*WHAT NEEDS TO BE DONE*. Would you copy all lines in the data that contain the word "whose"?

━━━━━━━━━━━━━━━━━━━━

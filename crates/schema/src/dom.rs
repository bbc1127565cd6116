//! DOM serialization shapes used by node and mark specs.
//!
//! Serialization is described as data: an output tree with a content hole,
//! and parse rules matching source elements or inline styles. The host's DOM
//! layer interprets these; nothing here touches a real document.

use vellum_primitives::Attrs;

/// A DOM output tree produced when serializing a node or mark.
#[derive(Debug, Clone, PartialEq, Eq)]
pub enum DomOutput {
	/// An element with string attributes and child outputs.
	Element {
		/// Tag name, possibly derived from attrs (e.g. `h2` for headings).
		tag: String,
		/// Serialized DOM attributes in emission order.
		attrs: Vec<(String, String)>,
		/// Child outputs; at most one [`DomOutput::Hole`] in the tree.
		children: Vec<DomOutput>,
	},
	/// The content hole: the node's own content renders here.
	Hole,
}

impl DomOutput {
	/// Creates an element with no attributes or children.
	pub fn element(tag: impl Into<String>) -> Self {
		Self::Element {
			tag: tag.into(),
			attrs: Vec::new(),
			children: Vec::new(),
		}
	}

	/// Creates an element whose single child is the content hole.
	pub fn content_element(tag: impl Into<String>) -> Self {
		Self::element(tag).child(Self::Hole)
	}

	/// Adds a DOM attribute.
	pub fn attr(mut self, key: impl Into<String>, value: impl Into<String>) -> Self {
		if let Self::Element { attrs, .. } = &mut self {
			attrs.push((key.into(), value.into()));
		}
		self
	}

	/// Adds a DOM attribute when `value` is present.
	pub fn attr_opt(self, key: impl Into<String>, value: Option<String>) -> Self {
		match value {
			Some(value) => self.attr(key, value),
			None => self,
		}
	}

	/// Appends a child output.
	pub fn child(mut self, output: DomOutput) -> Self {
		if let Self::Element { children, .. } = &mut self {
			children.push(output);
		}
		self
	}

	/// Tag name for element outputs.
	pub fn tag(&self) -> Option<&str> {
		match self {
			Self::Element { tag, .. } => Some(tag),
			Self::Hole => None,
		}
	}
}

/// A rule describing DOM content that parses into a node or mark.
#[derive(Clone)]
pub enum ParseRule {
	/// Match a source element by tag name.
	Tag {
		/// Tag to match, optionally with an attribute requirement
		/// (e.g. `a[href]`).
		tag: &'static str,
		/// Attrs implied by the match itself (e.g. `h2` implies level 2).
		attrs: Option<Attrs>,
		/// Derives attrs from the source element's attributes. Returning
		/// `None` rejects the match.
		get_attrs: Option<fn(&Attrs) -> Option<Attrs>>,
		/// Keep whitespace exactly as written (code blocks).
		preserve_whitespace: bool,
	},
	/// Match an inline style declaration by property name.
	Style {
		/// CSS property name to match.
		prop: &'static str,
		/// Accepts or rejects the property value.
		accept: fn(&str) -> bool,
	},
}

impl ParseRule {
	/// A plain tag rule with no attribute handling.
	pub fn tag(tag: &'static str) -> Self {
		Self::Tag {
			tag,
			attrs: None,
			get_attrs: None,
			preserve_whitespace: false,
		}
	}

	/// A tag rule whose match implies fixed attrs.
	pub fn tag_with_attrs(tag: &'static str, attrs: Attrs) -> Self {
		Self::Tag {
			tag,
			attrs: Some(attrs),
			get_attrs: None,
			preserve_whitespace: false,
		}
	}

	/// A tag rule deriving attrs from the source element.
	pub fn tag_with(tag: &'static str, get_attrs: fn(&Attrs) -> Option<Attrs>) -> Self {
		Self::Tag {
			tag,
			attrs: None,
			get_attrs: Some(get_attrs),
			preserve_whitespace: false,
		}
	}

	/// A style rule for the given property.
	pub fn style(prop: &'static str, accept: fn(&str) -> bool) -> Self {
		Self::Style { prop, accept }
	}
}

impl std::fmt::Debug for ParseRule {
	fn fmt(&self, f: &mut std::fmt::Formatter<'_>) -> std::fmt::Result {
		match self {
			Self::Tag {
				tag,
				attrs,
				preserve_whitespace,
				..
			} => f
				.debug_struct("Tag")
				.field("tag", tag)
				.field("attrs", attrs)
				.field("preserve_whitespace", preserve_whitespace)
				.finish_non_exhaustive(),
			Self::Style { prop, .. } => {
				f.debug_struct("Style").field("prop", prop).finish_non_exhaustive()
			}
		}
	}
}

━━━━━━━━━━━━━━━━━━━━

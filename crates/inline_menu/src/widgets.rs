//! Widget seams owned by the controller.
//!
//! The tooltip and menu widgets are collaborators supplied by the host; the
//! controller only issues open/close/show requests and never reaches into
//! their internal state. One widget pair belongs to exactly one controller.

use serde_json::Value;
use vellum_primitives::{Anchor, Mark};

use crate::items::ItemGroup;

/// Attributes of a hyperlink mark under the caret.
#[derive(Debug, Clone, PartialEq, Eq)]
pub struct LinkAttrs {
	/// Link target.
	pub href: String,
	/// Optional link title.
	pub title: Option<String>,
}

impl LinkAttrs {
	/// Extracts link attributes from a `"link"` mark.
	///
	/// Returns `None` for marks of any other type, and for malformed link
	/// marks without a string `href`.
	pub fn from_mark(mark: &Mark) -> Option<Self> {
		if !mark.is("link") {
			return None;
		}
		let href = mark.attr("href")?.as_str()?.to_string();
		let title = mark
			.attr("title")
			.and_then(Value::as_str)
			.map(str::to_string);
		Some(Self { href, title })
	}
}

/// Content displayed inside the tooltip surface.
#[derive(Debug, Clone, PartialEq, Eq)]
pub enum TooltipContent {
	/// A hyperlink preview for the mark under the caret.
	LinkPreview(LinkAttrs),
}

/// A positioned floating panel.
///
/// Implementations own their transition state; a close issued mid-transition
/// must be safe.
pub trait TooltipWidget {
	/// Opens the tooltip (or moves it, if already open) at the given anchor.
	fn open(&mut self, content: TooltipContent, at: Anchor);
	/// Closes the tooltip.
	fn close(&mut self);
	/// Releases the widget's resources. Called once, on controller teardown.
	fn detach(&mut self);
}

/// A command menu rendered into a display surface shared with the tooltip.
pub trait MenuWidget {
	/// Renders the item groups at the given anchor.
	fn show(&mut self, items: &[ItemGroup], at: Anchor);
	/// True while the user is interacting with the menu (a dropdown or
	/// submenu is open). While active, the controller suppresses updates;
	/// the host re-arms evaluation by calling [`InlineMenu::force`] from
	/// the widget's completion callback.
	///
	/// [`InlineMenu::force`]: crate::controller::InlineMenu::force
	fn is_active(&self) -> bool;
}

━━━━━━━━━━━━━━━━━━━━

*TASK OUTPUT*.
	/// Creates an element whose single child is the content hole.
	/// A tag rule whose match implies fixed attrs.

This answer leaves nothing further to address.